Linda Duncan NDP Edmonton Strathcona, AB

Mr. Speaker, last week, respected Cree elder, Gary Moostoos, was physically evicted and banned from an Edmonton mall. The apparent offence? He was suspected of associating with the homeless. However, like others, he was simply enjoying a bowl of soup.

Elder Moostoos raised himself out of a life of despair on the streets to bring solace to Cree elders in health care, to victims of residential school abuse and to the homeless, yet he was still subjected to public humiliation and is emotionally wounded.

The mall offered an apology, but apologies simply are not enough. Was this elder targeted because he looked aboriginal? What direction was security given? Is the intention to keep the homeless and traumatized out on the street?

Tina Fontaine was not the first aboriginal child to be treated with abandon. Elder Moostoos was not the first aboriginal man to be humiliated.

As parliamentarians, we can and must use our powers to advance from mere apologies to ensuring comparable child and family services, restitution and support to the healing centres, and to meet our commitments under the UNDRIP, including respecting the rights of indigenous peoples to the dignity and diversity of their cultures, traditions, histories and their aspirations.

PovertyStatements By Members

2:15 p.m.


Kelly Block Conservative Saskatoon—Rosetown—Biggar, SK

Mr. Speaker, our government's plan to reduce poverty has been recognized throughout the world as one that works. In fact, a recent UNICEF report said that child poverty decreased during the last recession by 180,000.

The president of UNICEF Canada had this to say, “Canada is faring better than other western countries; it is due to measures that are favourable to families like tax credits, fiscal measures and benefits that have been maintained or put in place to counter the effects of the global crisis”.

However, there is still more to do. That is why we introduced programs like the working income tax benefit, increased the child care expense deduction, increased the UCCB and continued to invest in affordable housing, among other things.

I hope the opposition will start to support all of the measures we are doing to create jobs and reduce poverty in Canada.

Komagata MaruStatements By Members

2:15 p.m.


John McCallum Liberal Markham—Unionville, ON

Mr. Speaker, in May, 1914, the Komagata Maru, a former coal ship, anchored outside Vancouver with British subjects of Indian heritage on board, including 12 Hindus, 24 Muslims and 340 Sikhs, all of whom had come to start a new life in Canada.
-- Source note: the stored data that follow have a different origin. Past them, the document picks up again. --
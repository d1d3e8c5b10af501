//! Logging setup for the CLI
//!
//! Diagnostics go to stderr so that stdout stays machine-readable. A daily
//! rolling file log is added when enabled in the configuration.

use crate::config::LoggingConfig;
use tracing_appender::non_blocking::WorkerGuard;
use tracing_appender::rolling::{RollingFileAppender, Rotation};
use tracing_subscriber::fmt;
use tracing_subscriber::prelude::*;
use tracing_subscriber::EnvFilter;

/// Log file name prefix
pub const LOG_FILE_PREFIX: &str = "sw16-setup.log";

/// Filter directive used when `RUST_LOG` is not set
pub fn default_directive(config: &LoggingConfig, verbose: bool, quiet: bool) -> String {
    if quiet {
        "error".to_string()
    } else if verbose {
        "debug".to_string()
    } else {
        config.level.clone()
    }
}

/// Install the global subscriber
///
/// The returned guard flushes the file log on drop; keep it alive for the
/// lifetime of the program.
pub fn init_logging(config: &LoggingConfig, verbose: bool, quiet: bool) -> Option<WorkerGuard> {
    let filter = EnvFilter::try_from_default_env()
        .unwrap_or_else(|_| EnvFilter::new(default_directive(config, verbose, quiet)));

    let mut guard = None;
    let file_layer = match config.directory.as_ref().filter(|_| config.file) {
        Some(dir) => match RollingFileAppender::builder()
            .rotation(Rotation::DAILY)
            .filename_prefix(LOG_FILE_PREFIX)
            .build(dir)
        {
            Ok(appender) => {
                let (writer, worker) = tracing_appender::non_blocking(appender);
                guard = Some(worker);
                Some(fmt::layer().with_ansi(false).with_writer(writer))
            }
            Err(e) => {
                eprintln!("warning: file logging disabled ({}): {}", dir.display(), e);
                None
            }
        },
        None => None,
    };

    let result = tracing_subscriber::registry()
        .with(filter)
        .with(fmt::layer().with_writer(std::io::stderr).with_target(false))
        .with(file_layer)
        .try_init();
    if let Err(e) = result {
        eprintln!("warning: logging already initialised: {}", e);
    }

    guard
}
Due to the exclusion laws of the time, these men, women and children were forced to wait 60 days in horrendous conditions before returning to India.

One hundred years later, this incident is a stark reminder of the heavy costs of intolerance.
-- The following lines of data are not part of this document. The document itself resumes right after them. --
//! End-to-end setup flow over loopback sockets

mod common;

use common::{refused_target, status_body, FakeDevice, Reply};
use std::collections::HashSet;
use sw16_setup::{
    AbortReason, ConnectionProber, EntryDescriptor, EntryStore, ErrorCode, FlowState, ImportStep,
    SetupConfig, SetupFlow, SetupRequest, Sw16Codec, UserInput, UserStep,
};
use tokio::net::TcpListener;

fn config() -> SetupConfig {
    SetupConfig::default().timeout(2)
}

fn prober() -> ConnectionProber<Sw16Codec> {
    ConnectionProber::new(Sw16Codec::new())
}

#[tokio::test]
async fn unreachable_device_reshows_form() {
    let target = refused_target().await;
    let mut flow = SetupFlow::new(prober(), HashSet::new(), config());

    let input = UserInput::new(target.host()).port(target.port());
    match flow.start_with_user_input(Some(input)).await.unwrap() {
        UserStep::ShowForm(form) => {
            assert_eq!(form.step_id, "user");
            assert_eq!(form.base_error(), Some(ErrorCode::CannotConnect));
        }
        other => panic!("unexpected step: {other:?}"),
    }
    assert_eq!(flow.state(), FlowState::AwaitingInput);
}

#[tokio::test]
async fn configured_device_is_never_contacted() {
    let listener = TcpListener::bind("127.0.0.1:0").await.unwrap();
    let port = listener.local_addr().unwrap().port();
    let registry: HashSet<String> = [format!("127.0.0.1:{port}")].into_iter().collect();
    let mut flow = SetupFlow::new(prober(), registry, config());

    let step = flow
        .start_with_user_input(Some(UserInput::new("127.0.0.1").port(port)))
        .await
        .unwrap();

    match step {
        UserStep::ShowForm(form) => {
            assert_eq!(form.base_error(), Some(ErrorCode::AlreadyConfigured));
        }
        other => panic!("unexpected step: {other:?}"),
    }

    let accepted =
        tokio::time::timeout(std::time::Duration::from_millis(200), listener.accept()).await;
    assert!(accepted.is_err(), "duplicate check opened a connection");
}

#[tokio::test]
async fn responsive_device_creates_entry() {
    let device = FakeDevice::spawn(Reply::Frame(status_body())).await;
    let target = device.target();
    let mut flow = SetupFlow::new(prober(), HashSet::new(), config());

    let step = flow
        .start_with_user_input(Some(UserInput::new(target.host()).port(target.port())))
        .await
        .unwrap();

    assert_eq!(
        step,
        UserStep::CreateEntry(EntryDescriptor {
            title: target.key(),
            host: target.host().to_string(),
            port: target.port(),
            display_name: None,
        })
    );
    assert_eq!(flow.state(), FlowState::Completed);
    assert!(device.finish().await.client_closed);
}

#[tokio::test]
async fn unreachable_import_aborts() {
    let target = refused_target().await;
    let mut flow = SetupFlow::new(prober(), HashSet::new(), config());

    let step = flow
        .start_with_import(SetupRequest::new(target.host(), target.port()))
        .await
        .unwrap();
    assert_eq!(step, ImportStep::Abort(AbortReason::CannotConnect));
}

#[tokio::test]
async fn store_rejects_second_setup_of_same_device() {
    let tmp = tempfile::tempdir().unwrap();
    let store = EntryStore::open(tmp.path().join("entries.json")).unwrap();

    let device = FakeDevice::spawn(Reply::Frame(status_body())).await;
    let target = device.target();
    let mut flow = SetupFlow::new(prober(), store, config());

    let request = SetupRequest::new(target.host(), target.port()).display_name("Workshop");
    let entry = match flow.start_with_import(request.clone()).await.unwrap() {
        ImportStep::CreateEntry(entry) => entry,
        other => panic!("unexpected step: {other:?}"),
    };
    assert_eq!(entry.title, "Workshop");
    device.finish().await;

    let mut store = flow.into_registry();
    store.add(entry).unwrap();

    let mut second = SetupFlow::new(prober(), store, config());
    assert_eq!(
        second.start_with_import(request).await.unwrap(),
        ImportStep::Abort(AbortReason::AlreadySetup)
    );
}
In 2008, the Liberal Party called on the government to apologize for this dark incident in our history, a motion that the House passed unanimously. Six years have since passed without the Prime Minister making a formal apology in the House. His token apology in 2008 was unacceptable to those who were victimized by this tragedy.

We again call on the Prime Minister to apologize in the House for this dark point in Canadian history.

Violence Against WomenStatements By Members

November 4th, 2014 / 2:15 p.m.


Susan Truppe Conservative London North Centre, ON

Mr. Speaker, Canada continues to watch with horror as women and girls are subject to unspeakable violence.

We cannot stand idly by as thousands of women are raped and sold into sexual slavery by the depraved gunmen that make up ISIL. We cannot sit quietly as we watch systemic rape be weaponized against women at war. We cannot close our eyes as Boko Haram boasts that it has forced the girls it kidnapped into marriage or as the Taliban shoot a young Pakistani girl in the head for wanting to go to school.

Women and children are not spoils of war. These disgusting acts are not limited to ISIL, Boko Haram and the Taliban, but are also increasingly perpetrated by extremists around the world who see educated women and girls as their greatest threat.

Canada must stand against it. Protecting and empowering women and children has been a priority of this government, and reports like these will only strengthen our resolve to combat these acts and terrorism in general.